Ontologi: Landasan Penting untuk Agen AI yang Andal dalam Bisnis

20

Perusahaan banyak berinvestasi pada agen AI untuk menyederhanakan operasi, namun banyak penerapan yang gagal memberikan hasil nyata. Masalah intinya bukanlah integrasi – melainkan pemahaman. Agen berjuang dengan ambiguitas yang melekat pada data, kebijakan, dan proses bisnis, sering kali karena mereka tidak memiliki definisi istilah-istilah utama yang sama dan konsisten.

Silo data adalah hal yang biasa: tim penjualan mendefinisikan “pelanggan” secara berbeda dari keuangan, definisi produk bervariasi antar departemen (SKU vs. rangkaian produk vs. paket pemasaran), dan bahkan metrik dasar seperti “penjualan produk” dapat memiliki banyak interpretasi. Tanpa definisi standar, agen AI tidak dapat menggabungkan data dengan andal, sehingga menghasilkan wawasan yang tidak akurat dan otomatisasi yang cacat. Hal ini juga menimbulkan risiko kepatuhan, karena klasifikasi data sensitif yang tepat (PII berdasarkan GDPR atau CCPA) bergantung pada pelabelan dan interpretasi yang konsisten.

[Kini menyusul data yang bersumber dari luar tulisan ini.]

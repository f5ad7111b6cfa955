pub mod log_extractor;
pub mod pid_store;
pub mod process_checker;
pub mod supervisor;

pub use pid_store::PidStore;
pub use supervisor::Supervisor;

Meskipun demo berfungsi dengan baik, penerapan di dunia nyata pada data bisnis yang berantakan menunjukkan bahwa agen AI memerlukan lebih dari sekadar akses ke data – mereka perlu memahami apa artinya dari data tersebut.

Solusi: Sumber Kebenaran Berbasis Ontologi

Kunci untuk membuka agen AI yang andal adalah membangun ontologi : definisi konsep bisnis, hubungan, dan hierarki yang formal dan eksplisit. Ontologi bertindak sebagai satu sumber kebenaran, memastikan semua orang—dan setiap agen AI—memahami istilah secara konsisten.

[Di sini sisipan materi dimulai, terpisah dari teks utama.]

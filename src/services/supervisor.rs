use anyhow::Context;
use std::collections::BTreeMap;
use std::process::Stdio;
use std::time::Duration;
use tokio::process::Command;

use crate::models::{
    ManagedProgram, ProcessName, ProcessState, RunState, StartOutcome, StartStatus, StopOutcome,
    StopStatus, SupervisorReport,
};
use crate::services::pid_store::{PidMap, PidStore};
use crate::services::process_checker::{is_process_running, terminate_process};

/// 管理 CALC / DB / SIM 三个外部进程
///
/// 不在内存中保存任何状态：每次调用都从 PID 文件读取、对照系统进程表、
/// 修改后写回，读改写全程持有文件锁。
pub struct Supervisor {
    store: PidStore,
    programs: Vec<ManagedProgram>,
    spawn_grace: Duration,
}

impl Supervisor {
    pub fn new(store: PidStore, programs: Vec<ManagedProgram>, spawn_grace: Duration) -> Self {
        Self { store, programs, spawn_grace }
    }

    /// 受管名称与存储中名称的并集
    pub async fn known_names(&self) -> anyhow::Result<Vec<String>> {
        let _lock = self.store.acquire(false).await?;
        let pids = self.store.load();

        let mut names: Vec<String> = self.programs.iter().map(|p| p.name.to_string()).collect();
        for name in pids.keys() {
            if !names.contains(name) {
                names.push(name.clone());
            }
        }
        Ok(names)
    }

    /// 查询状态，只读
    pub async fn status(&self, names: &[String]) -> anyhow::Result<BTreeMap<String, ProcessState>> {
        let pids = {
            let _lock = self.store.acquire(false).await?;
            self.store.load()
        };

        let statuses = names
            .iter()
            .map(|name| {
                let pid = pids.get(name).copied();
                let status = match pid {
                    Some(p) if is_process_running(p) => RunState::Running,
                    _ => RunState::Stopped,
                };
                (name.clone(), ProcessState { status, pid })
            })
            .collect();

        Ok(statuses)
    }

    /// 按 CALC、DB、SIM 的顺序启动；单个失败不影响其他进程
    pub async fn start(&self) -> anyhow::Result<SupervisorReport<StartOutcome>> {
        let _lock = self.store.acquire(true).await?;
        let mut pids = self.store.load();
        let mut outcomes = BTreeMap::new();

        for name in ProcessName::START_ORDER {
            let key = name.to_string();

            if let Some(pid) = pids.get(&key).copied().filter(|p| is_process_running(*p)) {
                log::info!("{} already running with PID {}", name, pid);
                outcomes.insert(key, StartOutcome {
                    status: StartStatus::AlreadyRunning,
                    message: format!("Process {} is already running", name),
                    pid: Some(pid),
                });
                continue;
            }

            let command = self
                .programs
                .iter()
                .find(|p| p.name == name)
                .and_then(|p| p.command.as_deref());

            let outcome = match self.spawn_detached(name, command).await {
                Ok(pid) => {
                    log::info!("✓ Started {} with PID {}", name, pid);
                    pids.insert(key.clone(), pid);
                    StartOutcome {
                        status: StartStatus::Success,
                        message: format!("Process {} started successfully", name),
                        pid: Some(pid),
                    }
                }
                Err(e) => {
                    log::warn!("Failed to start {}: {:#}", name, e);
                    StartOutcome {
                        status: StartStatus::Failure,
                        message: format!("Failed to start process {}: {:#}", name, e),
                        pid: None,
                    }
                }
            };
            outcomes.insert(key, outcome);
        }

        let store_error = self.persist(&pids, "start");
        Ok(SupervisorReport { outcomes, store_error })
    }

    /// 停止存储中的进程（`only` 为 None 时停止全部）
    ///
    /// 无论信号是否送达，条目都会从存储中移除；不等待进程真正退出。
    pub async fn stop(&self, only: Option<&[String]>) -> anyhow::Result<SupervisorReport<StopOutcome>> {
        let _lock = self.store.acquire(true).await?;
        let mut pids = self.store.load();

        let targets: Vec<(String, u32)> = pids
            .iter()
            .filter(|(name, _)| only.map_or(true, |names| names.contains(*name)))
            .map(|(name, pid)| (name.clone(), *pid))
            .collect();

        let mut outcomes = BTreeMap::new();

        for (name, pid) in targets {
            let outcome = if is_process_running(pid) {
                if terminate_process(pid) {
                    log::info!("✓ Sent SIGTERM to {} (PID {})", name, pid);
                    StopOutcome {
                        status: StopStatus::Success,
                        message: format!("Process {} with PID {} terminated", name, pid),
                    }
                } else {
                    log::warn!("Failed to signal {} (PID {})", name, pid);
                    StopOutcome {
                        status: StopStatus::Failure,
                        message: format!("Failed to terminate process {} with PID {}", name, pid),
                    }
                }
            } else {
                log::info!("{} (PID {}) was already stopped", name, pid);
                StopOutcome {
                    status: StopStatus::Stopped,
                    message: format!("Process {} with PID {} is already stopped", name, pid),
                }
            };

            pids.remove(&name);
            outcomes.insert(name, outcome);
        }

        let store_error = self.persist(&pids, "stop");
        Ok(SupervisorReport { outcomes, store_error })
    }

    /// 写回 PID 文件；失败不回滚已执行的动作，只把原因带回给调用方
    fn persist(&self, pids: &PidMap, action: &str) -> Option<String> {
        match self.store.save(pids) {
            Ok(()) => {
                log::info!("Recorded {} PIDs in {:?} after {}", pids.len(), self.store.path(), action);
                None
            }
            Err(e) => {
                let e = anyhow::Error::new(e).context(format!("failed to persist PIDs after {}", action));
                log::error!("{:#}", e);
                Some(format!("{:#}", e))
            }
        }
    }

    /// 后台启动进程并返回 PID；标准输入输出全部断开，不等待退出
    async fn spawn_detached(&self, name: ProcessName, command: Option<&str>) -> anyhow::Result<u32> {
        let command = command
            .ok_or_else(|| anyhow::anyhow!("no executable configured for {}", name))?;

        let mut parts = command.split_whitespace();
        let program = parts
            .next()
            .ok_or_else(|| anyhow::anyhow!("empty command configured for {}", name))?;

        let mut cmd = Command::new(program);
        cmd.args(parts)
            .stdin(Stdio::null())
            .stdout(Stdio::null())
            .stderr(Stdio::null())
            .kill_on_drop(false);

        // 独立进程组，避免随本服务一起收到终端信号
        #[cfg(unix)]
        cmd.process_group(0);

        let mut child = cmd
            .spawn()
            .with_context(|| format!("cannot launch '{}'", program))?;

        let pid = child
            .id()
            .ok_or_else(|| anyhow::anyhow!("'{}' exited before its PID was read", program))?;

        if !self.spawn_grace.is_zero() {
            tokio::time::sleep(self.spawn_grace).await;
        }

        if let Some(status) = child.try_wait().context("cannot poll child")? {
            anyhow::bail!("'{}' exited immediately ({})", program, status);
        }

        // 返回后 child 句柄被 drop，进程继续运行，退出后由 tokio 回收
        if !is_process_running(pid) {
            anyhow::bail!("'{}' (PID {}) is not running", program, pid);
        }

        Ok(pid)
    }
}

Hal ini dapat spesifik pada domain tertentu (seperti keuangan atau layanan kesehatan) atau disesuaikan dengan struktur internal organisasi. Membuat ontologi adalah investasi awal, namun hal ini membangun fondasi yang kuat untuk AI agen dan menstandardisasi proses bisnis.

Ontologi dapat disimpan dalam format yang dapat dikueri seperti triplestore atau, untuk aturan yang lebih kompleks, diberi label grafik properti seperti Neo4j. Ontologi publik yang ada (FIBO untuk keuangan, UMLS untuk layanan kesehatan) memberikan titik awal tetapi sering kali memerlukan penyesuaian untuk mencerminkan detail bisnis yang unik.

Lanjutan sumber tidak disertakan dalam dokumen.